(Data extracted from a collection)

━━━━━━━━━━━━━━━━

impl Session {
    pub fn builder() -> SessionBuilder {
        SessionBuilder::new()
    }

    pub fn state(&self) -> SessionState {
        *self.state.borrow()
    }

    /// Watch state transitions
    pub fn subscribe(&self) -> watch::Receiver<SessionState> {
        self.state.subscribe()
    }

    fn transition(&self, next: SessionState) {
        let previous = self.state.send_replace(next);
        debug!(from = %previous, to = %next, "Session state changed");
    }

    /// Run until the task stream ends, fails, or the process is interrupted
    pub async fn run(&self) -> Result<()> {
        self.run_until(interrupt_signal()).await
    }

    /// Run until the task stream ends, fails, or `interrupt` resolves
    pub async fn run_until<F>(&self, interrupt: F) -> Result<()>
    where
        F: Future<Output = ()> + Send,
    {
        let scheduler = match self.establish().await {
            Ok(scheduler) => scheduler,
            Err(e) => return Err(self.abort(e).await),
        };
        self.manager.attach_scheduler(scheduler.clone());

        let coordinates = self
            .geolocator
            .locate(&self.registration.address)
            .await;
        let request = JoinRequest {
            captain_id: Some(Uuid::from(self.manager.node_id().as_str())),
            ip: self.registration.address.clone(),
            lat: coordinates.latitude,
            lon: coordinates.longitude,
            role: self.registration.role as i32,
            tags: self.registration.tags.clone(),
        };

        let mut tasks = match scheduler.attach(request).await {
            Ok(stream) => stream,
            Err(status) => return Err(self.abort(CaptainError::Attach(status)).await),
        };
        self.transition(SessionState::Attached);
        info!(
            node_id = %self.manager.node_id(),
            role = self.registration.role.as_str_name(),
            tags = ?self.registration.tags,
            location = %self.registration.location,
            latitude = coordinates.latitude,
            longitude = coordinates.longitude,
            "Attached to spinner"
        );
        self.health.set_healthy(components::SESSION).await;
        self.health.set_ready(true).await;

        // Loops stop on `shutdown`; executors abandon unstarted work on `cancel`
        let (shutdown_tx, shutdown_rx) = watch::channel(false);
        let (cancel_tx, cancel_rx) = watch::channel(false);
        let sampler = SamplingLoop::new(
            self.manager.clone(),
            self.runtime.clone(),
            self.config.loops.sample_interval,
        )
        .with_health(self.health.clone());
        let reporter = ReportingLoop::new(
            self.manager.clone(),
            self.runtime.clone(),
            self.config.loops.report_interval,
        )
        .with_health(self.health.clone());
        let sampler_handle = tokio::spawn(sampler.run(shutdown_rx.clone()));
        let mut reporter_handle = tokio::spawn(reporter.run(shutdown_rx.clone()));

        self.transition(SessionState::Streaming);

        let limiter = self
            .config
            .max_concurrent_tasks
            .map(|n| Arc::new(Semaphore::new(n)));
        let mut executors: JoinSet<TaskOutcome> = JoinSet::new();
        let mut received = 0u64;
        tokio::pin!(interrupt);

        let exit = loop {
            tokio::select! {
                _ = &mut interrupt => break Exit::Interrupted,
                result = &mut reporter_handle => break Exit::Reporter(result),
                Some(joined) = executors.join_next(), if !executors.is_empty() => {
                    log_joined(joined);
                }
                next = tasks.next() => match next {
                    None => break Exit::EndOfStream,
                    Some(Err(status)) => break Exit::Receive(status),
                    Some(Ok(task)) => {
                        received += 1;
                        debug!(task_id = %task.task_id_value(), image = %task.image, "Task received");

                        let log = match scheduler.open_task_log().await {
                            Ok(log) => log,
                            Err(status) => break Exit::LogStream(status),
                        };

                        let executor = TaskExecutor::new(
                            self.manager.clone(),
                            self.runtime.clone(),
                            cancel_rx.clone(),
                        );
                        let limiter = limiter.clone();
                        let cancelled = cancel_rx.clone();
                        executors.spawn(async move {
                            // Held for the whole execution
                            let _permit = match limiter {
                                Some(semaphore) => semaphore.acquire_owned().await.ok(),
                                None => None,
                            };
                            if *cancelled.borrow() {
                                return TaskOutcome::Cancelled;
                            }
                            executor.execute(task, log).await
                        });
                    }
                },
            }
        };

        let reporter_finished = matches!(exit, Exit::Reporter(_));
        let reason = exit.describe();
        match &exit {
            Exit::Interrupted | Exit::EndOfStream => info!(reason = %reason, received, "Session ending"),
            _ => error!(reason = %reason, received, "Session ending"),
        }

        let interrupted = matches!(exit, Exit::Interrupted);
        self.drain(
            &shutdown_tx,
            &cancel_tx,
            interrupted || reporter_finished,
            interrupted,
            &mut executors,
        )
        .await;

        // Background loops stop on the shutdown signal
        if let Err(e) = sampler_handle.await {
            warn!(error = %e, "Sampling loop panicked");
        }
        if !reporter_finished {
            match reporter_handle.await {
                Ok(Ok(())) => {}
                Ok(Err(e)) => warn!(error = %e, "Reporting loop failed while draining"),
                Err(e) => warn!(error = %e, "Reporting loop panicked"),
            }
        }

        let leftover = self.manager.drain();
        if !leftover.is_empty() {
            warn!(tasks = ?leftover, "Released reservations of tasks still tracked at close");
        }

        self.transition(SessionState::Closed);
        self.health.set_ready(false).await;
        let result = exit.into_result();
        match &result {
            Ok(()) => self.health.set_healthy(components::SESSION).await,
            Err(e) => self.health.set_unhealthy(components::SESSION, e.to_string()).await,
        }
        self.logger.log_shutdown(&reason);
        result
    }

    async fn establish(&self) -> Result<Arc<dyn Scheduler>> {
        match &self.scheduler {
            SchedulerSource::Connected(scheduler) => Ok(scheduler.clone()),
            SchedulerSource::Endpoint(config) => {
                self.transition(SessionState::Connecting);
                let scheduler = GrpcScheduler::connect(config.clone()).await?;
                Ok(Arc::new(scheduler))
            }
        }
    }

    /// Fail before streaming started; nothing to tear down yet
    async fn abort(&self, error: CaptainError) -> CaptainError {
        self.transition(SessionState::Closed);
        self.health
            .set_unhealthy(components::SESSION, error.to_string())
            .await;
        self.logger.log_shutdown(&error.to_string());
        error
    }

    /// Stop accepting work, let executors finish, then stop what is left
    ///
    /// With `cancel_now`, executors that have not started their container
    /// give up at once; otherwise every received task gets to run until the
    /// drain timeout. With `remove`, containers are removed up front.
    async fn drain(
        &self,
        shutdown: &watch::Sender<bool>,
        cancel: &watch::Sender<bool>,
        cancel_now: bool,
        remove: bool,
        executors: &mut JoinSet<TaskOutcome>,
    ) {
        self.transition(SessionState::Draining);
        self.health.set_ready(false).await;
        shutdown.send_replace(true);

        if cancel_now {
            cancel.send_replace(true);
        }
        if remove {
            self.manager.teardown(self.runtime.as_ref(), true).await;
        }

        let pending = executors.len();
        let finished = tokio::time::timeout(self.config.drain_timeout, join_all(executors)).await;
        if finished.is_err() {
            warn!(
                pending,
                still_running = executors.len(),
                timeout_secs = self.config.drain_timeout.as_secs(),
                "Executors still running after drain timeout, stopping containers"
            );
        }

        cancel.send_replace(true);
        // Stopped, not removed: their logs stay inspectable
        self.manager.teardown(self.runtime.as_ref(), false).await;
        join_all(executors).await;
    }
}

━━━━━━━━━━━━━━━━

Identify the lines above that contain the word "SessionBuilder", then copy them.

    pub fn builder() -> SessionBuilder {
        SessionBuilder::new()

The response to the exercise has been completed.